Leahy, who helped pass ECPA in the first place, admitted in the Thursday Senate committee meeting that the 180-day rule was an "anachronistic distinction."
If Internet users want to protect the privacy of their email they should read it the old-fashioned way: downloading everything to their hard drive and deleting it off the server. As their own physical property -- bits and bytes on their hard drive -- it will be protected by the Fourth Amendment.
Leahy's amendment to ECPA would expand those protections to all emails, whether stored online or off. It would also protect information stored in the cloud like documents in Google Drive. But there were signs during the committee vote on Thursday that as the amendment winds its way through the Senate floor and the House, conservatives may object to the bill's limits on law enforcement.
Admitting that ECPA is "is in need of review," Sen. Charles Grassley of Iowa, the committee's ranking Republican, said that he was worried about objections from law enforcement, which prefers the current, lower standard. He also raised the prospect that an emergency exemption in the law might not be broad enough in cases of child kidnapping.

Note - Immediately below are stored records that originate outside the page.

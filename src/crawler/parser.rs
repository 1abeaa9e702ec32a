use regex::Regex;
use scraper::{ElementRef, Html, Selector};
use std::sync::LazyLock;
use tracing::{debug, warn};
use url::Url;

use crate::crawler::models::{Listing, NO_PRICE, NO_TITLE};
use crate::error::ExtractionFault;

fn selector(css: &'static str) -> Selector {
    Selector::parse(css).expect("static selector must parse")
}

static ITEM: LazyLock<Selector> = LazyLock::new(|| selector("li.s-item"));
static PRICE: LazyLock<Selector> = LazyLock::new(|| selector("span.s-item__price"));
static LINK: LazyLock<Selector> = LazyLock::new(|| selector("a.s-item__link"));

// Tried in order; the first non-empty text wins.
static TITLE_CHAIN: LazyLock<[Selector; 3]> = LazyLock::new(|| {
    [
        selector("h3.s-item__title"),
        selector("div.s-item__title"),
        selector("span.s-item__title"),
    ]
});

static WHITESPACE: LazyLock<Regex> =
    LazyLock::new(|| Regex::new(r"\s+").expect("static regex must compile"));

/// Turns a search results page into listings, in document order.
///
/// A listing without a usable detail link is logged and skipped; the rest
/// of the page is still extracted.
pub fn extract_listings(html: &str, base: &Url) -> Vec<Listing> {
    let document = Html::parse_document(html);
    let mut listings = Vec::new();

    for (idx, item) in document.select(&ITEM).enumerate() {
        match extract_listing(item, idx + 1, base) {
            Ok(listing) => listings.push(listing),
            Err(fault) => warn!(error = %fault, "Skipping listing"),
        }
    }

    debug!(count = listings.len(), "Extracted listings");
    listings
}

fn extract_listing(
    item: ElementRef<'_>,
    position: usize,
    base: &Url,
) -> Result<Listing, ExtractionFault> {
    let detail_link = resolve_link(item, position, base)?;

    let title = TITLE_CHAIN
        .iter()
        .find_map(|sel| first_text(item, sel))
        .unwrap_or_else(|| NO_TITLE.to_string());

    let price = first_text(item, &PRICE).unwrap_or_else(|| NO_PRICE.to_string());

    Ok(Listing {
        title,
        price,
        detail_link,
    })
}

fn first_text(item: ElementRef<'_>, sel: &Selector) -> Option<String> {
    let el = item.select(sel).next()?;
    let raw = el.text().collect::<String>();
    let text = WHITESPACE.replace_all(raw.trim(), " ").into_owned();

    (!text.is_empty()).then_some(text)
}

fn resolve_link(
    item: ElementRef<'_>,
    position: usize,
    base: &Url,
) -> Result<String, ExtractionFault> {
    let href = item
        .select(&LINK)
        .next()
        .and_then(|a| a.value().attr("href"))
        .map(str::trim)
        .filter(|h| !h.is_empty())
        .ok_or(ExtractionFault::MissingLink { position })?;

    let url = base.join(href).map_err(|_| ExtractionFault::InvalidLink {
        position,
        href: href.to_string(),
    })?;

    match url.scheme() {
        "http" | "https" => Ok(url.into()),
        _ => Err(ExtractionFault::InvalidLink {
            position,
            href: href.to_string(),
        }),
    }
}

"It would be a travesty of justice if a child died and key information had been available in a child's account," Grassley said. His amendment for a broad exception in cases of child abduction, kidnapping, child pornography or violent crimes against women was voted down.
Even if email privacy law is eventually strengthened -- which Leahy acknowledged was not likely to happen this year -- wary email users should keep in mind that it might not just be domestic law enforcement spying on you. If you're sending an email to someone abroad, all bets are off. That's because intelligence agencies like the CIA and NSA monitor foreign Internet traffic under a completely different law called the Foreign Intelligence Surveillance Act.
As the warrantless wiretapping episode under the George W. Bush administration demonstrated, moreover, the limits of what the executive branch can and cannot do under FISA are ill-defined and open to interpretation by overeager spooks. There are supposedly policies in place to protect harmless emails from Americans caught up in the foreign dragnet -- but no one knows how stringent they are or how often they are violated.
"To the extent there are any protections for that regime, they've always been kept secret, and we have no idea how good they are," said Michelle Richardson, legislative counsel for the ACLU.